Вспоминая этот случай, я понимаю, что присутствовал при том, как одному человеку удалось, по крайней мере для себя, расширить время. Наполнить момент, как бокал, чем-то действительно значимым. Ничего при этом не расплескать и выпить какого-то, только ему одному ведомого эликсира, дающего хотя бы на время иные чувства и состояние.
Все это я действительно видел в тот раз, а вовсе не пытаюсь пересказывать Пруста своими словами. Тогда мы заметили, что в Пайнсе было что-то еще. Некое умение входить и выходить в таинственные и так близко к нам находящиеся двери. Ничего нарочно не демонстрируя и не скрывая, этот человек показал, что умеет чувствовать профессионально и как мальчишка одновременно.
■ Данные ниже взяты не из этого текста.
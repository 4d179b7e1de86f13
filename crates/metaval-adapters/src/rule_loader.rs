//! Filesystem-based rule loader.
//!
//! Discovers and parses rule files (`*.toml`) and converts them into domain
//! [`ClassRules`] ready to be stored and validated against.
//!
//! # Directory layout expected
//!
//! ```text
//! rules/
//! ├── user.toml
//! ├── billing/
//! │   ├── invoice.toml
//! │   └── payment.toml
//! └── README.md            ← ignored, not a .toml file
//! ```
//!
//! # Rule file format
//!
//! ```toml
//! [class]
//! name = "User"
//!
//! [properties.email]
//! required = true
//! unique   = true          # or a group property name: unique = "tenant"
//! type     = "email"       # color | number | range | url | email
//!
//! [properties.age]
//! min = 18
//! max = 130
//!
//! [properties.size]
//! options = ["s", "m", "l"]   # same as options = "s,m,l"
//! ```
//!
//! Properties keep the order they appear in the file. Directive keys are
//! kept verbatim (`minLength`, `maxLength`), including ones the validator
//! does not know.

use std::{
    collections::HashSet,
    fs,
    path::{Path, PathBuf},
};

use serde::Deserialize;
use tracing::{debug, instrument, warn};
use walkdir::WalkDir;

use metaval_core::domain::{ClassRules, DomainError, PropertyRules, Value};

// ── Manifest types ────────────────────────────────────────────────────────────

/// Deserialised representation of one rule file.
#[derive(Debug, Deserialize, Clone)]
pub struct RuleManifest {
    pub class: ClassSection,
    /// `[properties.<name>]` tables, in file order.
    #[serde(default)]
    pub properties: toml::Table,
}

/// `[class]` section.
#[derive(Debug, Deserialize, Clone)]
pub struct ClassSection {
    /// Class name subjects are matched against, e.g. `"User"`.
    pub name: String,
}

// ── Loader ────────────────────────────────────────────────────────────────────

/// Loads [`ClassRules`] from a rule file or a directory tree of rule files.
///
/// # Example
///
/// ```no_run
/// use metaval_adapters::TomlRuleLoader;
///
/// let loader = TomlRuleLoader::new("./rules");
/// let classes = loader.load_all()?;
/// println!("Loaded {} classes", classes.len());
/// # Ok::<(), metaval_core::domain::DomainError>(())
/// ```
pub struct TomlRuleLoader {
    root: PathBuf,
}

impl TomlRuleLoader {
    /// Create a loader pointed at a rule file or directory.
    pub fn new(root: impl Into<PathBuf>) -> Self {
        Self { root: root.into() }
    }

    pub fn root(&self) -> &Path {
        &self.root
    }

    /// Load every valid rule file under the root.
    ///
    /// When the root is a single file it must be valid. In a directory, files
    /// that fail to parse or check are **skipped with a `WARN` log**, and a
    /// class declared twice keeps the first file's rules.
    ///
    /// # Errors
    ///
    /// Returns [`DomainError::InvalidRuleFile`] if the root does not exist or
    /// cannot be walked, or when a single-file root is invalid.
    #[instrument(skip(self), fields(root = %self.root.display()))]
    pub fn load_all(&self) -> Result<Vec<ClassRules>, DomainError> {
        self.load(false)
    }

    /// Like [`load_all`](Self::load_all), but the first bad file or duplicate
    /// class fails the whole load.
    #[instrument(skip(self), fields(root = %self.root.display()))]
    pub fn load_strict(&self) -> Result<Vec<ClassRules>, DomainError> {
        self.load(true)
    }

    fn load(&self, strict: bool) -> Result<Vec<ClassRules>, DomainError> {
        if !self.root.exists() {
            return Err(DomainError::InvalidRuleFile(format!(
                "rules path not found: {}",
                self.root.display()
            )));
        }

        if self.root.is_file() {
            return Ok(vec![load_file(&self.root)?]);
        }

        let mut classes = Vec::new();
        let mut seen: HashSet<String> = HashSet::new();

        for entry in WalkDir::new(&self.root).sort_by_file_name() {
            let entry = entry
                .map_err(|e| DomainError::InvalidRuleFile(format!("directory walk error: {e}")))?;
            let path = entry.path();

            if !entry.file_type().is_file() || !is_rule_file(path) {
                continue;
            }

            let loaded = load_file(path).and_then(|rules| {
                if seen.insert(rules.class_name().to_owned()) {
                    Ok(rules)
                } else {
                    Err(DomainError::InvalidRuleFile(format!(
                        "'{}' declares class '{}' again",
                        path.display(),
                        rules.class_name()
                    )))
                }
            });

            match loaded {
                Ok(rules) => {
                    debug!(
                        class = %rules.class_name(),
                        properties = rules.len(),
                        "loaded rules"
                    );
                    classes.push(rules);
                }
                Err(e) if strict => return Err(e),
                Err(e) => {
                    warn!(
                        file  = %path.display(),
                        error = %e,
                        "skipping rule file due to load error"
                    );
                }
            }
        }

        debug!(count = classes.len(), "finished loading rules");
        Ok(classes)
    }
}

/// Read, parse and check one rule file.
pub fn load_file(path: &Path) -> Result<ClassRules, DomainError> {
    let raw = fs::read_to_string(path).map_err(|e| {
        DomainError::InvalidRuleFile(format!("failed to read '{}': {e}", path.display()))
    })?;

    parse_rules(&raw).map_err(|e| match e {
        DomainError::InvalidRuleFile(msg) => {
            DomainError::InvalidRuleFile(format!("{}: {msg}", path.display()))
        }
        other => other,
    })
}

/// Parse and check rule file contents.
///
/// # Errors
///
/// [`DomainError::InvalidRuleFile`] for malformed TOML or unsupported value
/// shapes, [`DomainError::InvalidRule`] for a known directive holding a
/// wrongly-typed value.
pub fn parse_rules(raw: &str) -> Result<ClassRules, DomainError> {
    let manifest: RuleManifest =
        toml::from_str(raw).map_err(|e| DomainError::InvalidRuleFile(e.to_string()))?;

    let class = manifest.class.name.trim();
    if class.is_empty() {
        return Err(DomainError::InvalidRuleFile("class.name is empty".into()));
    }

    let mut rules = ClassRules::new(class);

    for (property, directives) in manifest.properties {
        let toml::Value::Table(directives) = directives else {
            return Err(DomainError::InvalidRuleFile(format!(
                "properties.{property} must be a table"
            )));
        };

        let mut property_rules = PropertyRules::new();
        for (key, value) in directives {
            let value = to_value(&value).ok_or_else(|| {
                DomainError::InvalidRuleFile(format!(
                    "properties.{property}.{key}: unsupported value '{value}'"
                ))
            })?;
            property_rules.set(key, value);
        }

        rules.insert(property, property_rules);
    }

    rules.check()?;
    Ok(rules)
}

/// Map a TOML value onto a rule value.
///
/// Arrays of scalars are joined with `,` so `options` can be written either
/// way. Tables and datetimes have no rule meaning.
fn to_value(value: &toml::Value) -> Option<Value> {
    match value {
        toml::Value::Boolean(b) => Some(Value::Bool(*b)),
        toml::Value::Integer(i) => Some(Value::Int(*i)),
        toml::Value::Float(f) => Some(Value::Float(*f)),
        toml::Value::String(s) => Some(Value::Text(s.clone())),
        toml::Value::Array(items) => items
            .iter()
            .map(|item| match item {
                toml::Value::Array(_) | toml::Value::Table(_) => None,
                scalar => to_value(scalar).map(|v| v.as_text().into_owned()),
            })
            .collect::<Option<Vec<_>>>()
            .map(|parts| Value::Text(parts.join(","))),
        toml::Value::Table(_) | toml::Value::Datetime(_) => None,
    }
}

fn is_rule_file(path: &Path) -> bool {
    path.extension().is_some_and(|ext| ext == "toml")
}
По-моему, это история про психотерапию, потому что безотносительно к содержанию, чтобы заметить нечто существенное, нужно начать чувствовать по-другому. Наш гость, несомненно, был тренирован и проработан. И ему было ясно, как жить с возможным и нужным для себя качеством.
Парад за кулисами
Шлапоберский, который познакомил с Пайнсом, показался нам тогда «социально близким». Как я потом выяснил, он жил в студенческом хостеле, так как поистратился на двух конференциях того лета и прочих путешествиях, которые очень любил.
Джон был мил и порывист, и хотя поэтом он был давно, но ракушки благополучия и благообразия на него не очень-то налипали. Может, жизнь в хостеле способствовала его «хождению в народ», которым мы тоже могли по праву считаться.
У Джона был «доступ к телу» Пайнса, и он представил меня ему ввиду будущих перспектив, которые со мной обсуждал, но которые казались мне несколько туманными, а на фоне общего тумана это что-нибудь да значило. Представление происходило в момент парада за кулисами. Малкольм стоял заслуженным генералом, и ему подводили «девиц на выданье». Некоторые гранды останавливались перекинуться парой слов. От меня и он, и грядущие перспективы были столь далеки, что хлопоты Джона казались мне несколько фантастическими. Тем не менее я все же явился эдакой «девицей», и наше знакомство состоялось. Джону надо было отрабатывать свой вклад в будущее, да и живя в ночлежке, приходилось держать себя в форме и действовать среди своих с подчеркнутой целеустремленностью. Я многим ему обязан.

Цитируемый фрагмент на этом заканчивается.